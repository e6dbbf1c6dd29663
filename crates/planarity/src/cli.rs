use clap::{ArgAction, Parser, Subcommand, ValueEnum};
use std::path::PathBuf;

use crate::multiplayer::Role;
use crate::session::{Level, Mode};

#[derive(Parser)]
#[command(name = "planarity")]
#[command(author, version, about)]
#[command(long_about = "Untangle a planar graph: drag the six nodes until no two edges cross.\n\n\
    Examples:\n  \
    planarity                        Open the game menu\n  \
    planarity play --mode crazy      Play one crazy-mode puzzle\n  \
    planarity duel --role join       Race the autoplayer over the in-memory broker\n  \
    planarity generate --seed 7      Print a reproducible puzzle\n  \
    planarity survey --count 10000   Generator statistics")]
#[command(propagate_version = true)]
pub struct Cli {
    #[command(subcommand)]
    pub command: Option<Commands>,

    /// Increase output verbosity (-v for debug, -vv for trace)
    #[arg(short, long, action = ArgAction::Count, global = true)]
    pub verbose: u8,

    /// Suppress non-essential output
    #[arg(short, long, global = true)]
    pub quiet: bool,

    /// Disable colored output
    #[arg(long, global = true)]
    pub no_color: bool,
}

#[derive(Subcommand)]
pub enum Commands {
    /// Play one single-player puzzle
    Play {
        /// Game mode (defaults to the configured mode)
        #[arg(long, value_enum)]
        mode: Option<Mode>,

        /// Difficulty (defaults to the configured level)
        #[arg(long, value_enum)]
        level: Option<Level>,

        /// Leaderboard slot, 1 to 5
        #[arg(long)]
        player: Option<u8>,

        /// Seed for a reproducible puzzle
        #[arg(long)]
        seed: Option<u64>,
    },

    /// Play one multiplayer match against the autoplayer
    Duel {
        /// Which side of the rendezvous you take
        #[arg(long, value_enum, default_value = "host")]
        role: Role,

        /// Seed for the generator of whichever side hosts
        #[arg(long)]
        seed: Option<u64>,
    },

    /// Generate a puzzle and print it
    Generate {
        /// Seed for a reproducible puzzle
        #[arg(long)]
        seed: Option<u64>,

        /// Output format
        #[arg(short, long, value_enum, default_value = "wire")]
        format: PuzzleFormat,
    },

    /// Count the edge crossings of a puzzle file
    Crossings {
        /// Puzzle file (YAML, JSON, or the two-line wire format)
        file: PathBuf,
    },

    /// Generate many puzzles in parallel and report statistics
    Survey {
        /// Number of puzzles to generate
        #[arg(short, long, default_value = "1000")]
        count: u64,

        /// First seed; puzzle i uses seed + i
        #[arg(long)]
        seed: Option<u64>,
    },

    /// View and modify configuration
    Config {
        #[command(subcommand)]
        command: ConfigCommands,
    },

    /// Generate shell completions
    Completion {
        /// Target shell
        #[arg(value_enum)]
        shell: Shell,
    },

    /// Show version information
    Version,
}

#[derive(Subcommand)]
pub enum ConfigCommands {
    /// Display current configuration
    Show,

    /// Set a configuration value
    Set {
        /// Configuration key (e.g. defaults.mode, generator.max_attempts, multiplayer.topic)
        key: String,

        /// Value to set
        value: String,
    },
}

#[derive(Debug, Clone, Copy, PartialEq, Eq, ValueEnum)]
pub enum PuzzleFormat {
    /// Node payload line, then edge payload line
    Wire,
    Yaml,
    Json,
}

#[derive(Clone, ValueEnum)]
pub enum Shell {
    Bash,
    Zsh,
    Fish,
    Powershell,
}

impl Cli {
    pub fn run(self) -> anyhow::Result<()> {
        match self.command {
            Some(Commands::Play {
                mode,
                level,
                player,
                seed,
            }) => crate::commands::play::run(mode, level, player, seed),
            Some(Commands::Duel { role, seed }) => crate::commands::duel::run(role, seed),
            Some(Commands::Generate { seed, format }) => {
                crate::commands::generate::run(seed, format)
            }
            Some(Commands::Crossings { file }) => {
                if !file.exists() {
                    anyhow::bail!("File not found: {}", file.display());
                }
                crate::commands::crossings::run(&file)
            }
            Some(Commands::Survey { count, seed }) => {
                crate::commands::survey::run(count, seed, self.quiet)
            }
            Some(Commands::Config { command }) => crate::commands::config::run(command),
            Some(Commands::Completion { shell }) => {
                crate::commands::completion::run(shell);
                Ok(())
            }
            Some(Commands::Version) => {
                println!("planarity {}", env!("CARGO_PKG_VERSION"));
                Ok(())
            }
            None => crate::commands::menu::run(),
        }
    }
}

┄┄┄┄┄┄┄┄┄┄

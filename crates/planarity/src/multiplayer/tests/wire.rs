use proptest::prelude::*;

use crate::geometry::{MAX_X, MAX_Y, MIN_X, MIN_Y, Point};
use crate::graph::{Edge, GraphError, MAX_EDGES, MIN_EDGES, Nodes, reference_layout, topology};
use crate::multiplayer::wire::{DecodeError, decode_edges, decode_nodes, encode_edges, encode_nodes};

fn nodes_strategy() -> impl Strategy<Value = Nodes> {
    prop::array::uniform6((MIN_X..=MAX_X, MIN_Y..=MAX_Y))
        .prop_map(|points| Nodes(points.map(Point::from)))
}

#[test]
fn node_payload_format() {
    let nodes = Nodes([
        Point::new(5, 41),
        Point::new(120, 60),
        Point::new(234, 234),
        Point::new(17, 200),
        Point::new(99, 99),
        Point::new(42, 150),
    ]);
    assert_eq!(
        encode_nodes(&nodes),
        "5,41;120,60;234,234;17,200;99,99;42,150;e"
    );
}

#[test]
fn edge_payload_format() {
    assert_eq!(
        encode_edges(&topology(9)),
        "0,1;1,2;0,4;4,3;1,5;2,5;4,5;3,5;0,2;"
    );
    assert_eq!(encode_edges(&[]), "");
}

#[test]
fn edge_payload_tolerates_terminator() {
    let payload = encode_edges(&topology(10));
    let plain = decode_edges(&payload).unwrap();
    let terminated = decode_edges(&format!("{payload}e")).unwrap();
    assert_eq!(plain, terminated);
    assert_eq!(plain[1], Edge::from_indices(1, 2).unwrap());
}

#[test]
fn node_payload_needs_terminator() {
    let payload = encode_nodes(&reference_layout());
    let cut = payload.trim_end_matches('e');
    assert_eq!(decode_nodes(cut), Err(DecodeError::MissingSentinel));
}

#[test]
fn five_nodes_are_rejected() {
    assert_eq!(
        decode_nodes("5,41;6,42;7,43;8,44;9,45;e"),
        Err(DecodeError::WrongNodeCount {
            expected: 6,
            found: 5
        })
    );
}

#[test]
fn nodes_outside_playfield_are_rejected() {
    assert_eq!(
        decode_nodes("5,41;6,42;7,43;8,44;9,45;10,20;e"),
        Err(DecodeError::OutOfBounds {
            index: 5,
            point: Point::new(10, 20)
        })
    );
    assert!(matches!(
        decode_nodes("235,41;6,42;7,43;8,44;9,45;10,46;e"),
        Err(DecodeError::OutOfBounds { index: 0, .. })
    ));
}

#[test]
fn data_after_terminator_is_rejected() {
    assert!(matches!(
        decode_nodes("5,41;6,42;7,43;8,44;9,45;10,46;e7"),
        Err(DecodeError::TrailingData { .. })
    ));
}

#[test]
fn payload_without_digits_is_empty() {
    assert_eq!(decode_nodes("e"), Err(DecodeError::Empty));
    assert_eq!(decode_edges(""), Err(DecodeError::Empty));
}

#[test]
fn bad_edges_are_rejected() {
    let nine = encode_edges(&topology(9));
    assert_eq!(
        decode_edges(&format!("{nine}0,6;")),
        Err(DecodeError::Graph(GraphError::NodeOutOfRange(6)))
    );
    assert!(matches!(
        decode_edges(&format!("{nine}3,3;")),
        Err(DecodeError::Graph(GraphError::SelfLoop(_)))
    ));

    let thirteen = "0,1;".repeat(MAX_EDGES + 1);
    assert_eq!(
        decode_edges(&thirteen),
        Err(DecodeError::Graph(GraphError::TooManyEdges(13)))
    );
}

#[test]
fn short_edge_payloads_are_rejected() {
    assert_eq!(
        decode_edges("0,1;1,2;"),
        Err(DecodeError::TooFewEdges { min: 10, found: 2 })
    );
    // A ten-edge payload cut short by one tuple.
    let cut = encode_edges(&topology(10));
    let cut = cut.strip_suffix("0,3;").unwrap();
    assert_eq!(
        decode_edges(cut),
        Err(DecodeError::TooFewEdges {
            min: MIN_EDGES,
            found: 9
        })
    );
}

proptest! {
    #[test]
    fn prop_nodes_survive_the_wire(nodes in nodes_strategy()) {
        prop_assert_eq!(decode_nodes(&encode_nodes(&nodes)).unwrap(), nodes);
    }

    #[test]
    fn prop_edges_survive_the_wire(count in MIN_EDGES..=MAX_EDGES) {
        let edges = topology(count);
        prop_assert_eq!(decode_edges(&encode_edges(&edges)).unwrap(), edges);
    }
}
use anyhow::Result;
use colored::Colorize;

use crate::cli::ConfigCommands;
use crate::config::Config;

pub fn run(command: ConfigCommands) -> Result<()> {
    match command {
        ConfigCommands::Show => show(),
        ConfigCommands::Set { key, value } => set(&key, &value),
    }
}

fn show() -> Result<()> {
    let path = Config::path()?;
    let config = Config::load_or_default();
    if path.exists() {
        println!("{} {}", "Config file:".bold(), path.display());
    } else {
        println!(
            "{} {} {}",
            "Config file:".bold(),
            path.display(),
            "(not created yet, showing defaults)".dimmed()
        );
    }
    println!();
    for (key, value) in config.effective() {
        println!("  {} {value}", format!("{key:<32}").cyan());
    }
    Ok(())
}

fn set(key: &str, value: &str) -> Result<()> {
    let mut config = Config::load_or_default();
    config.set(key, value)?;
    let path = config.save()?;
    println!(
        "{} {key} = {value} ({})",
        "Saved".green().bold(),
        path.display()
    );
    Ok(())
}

┄┄┄┄┄┄┄┄┄┄

* [Description of the task]: Work out how many lines of the listing above include the word "planarity". Reply with nothing but the count.

* [Task output]: 9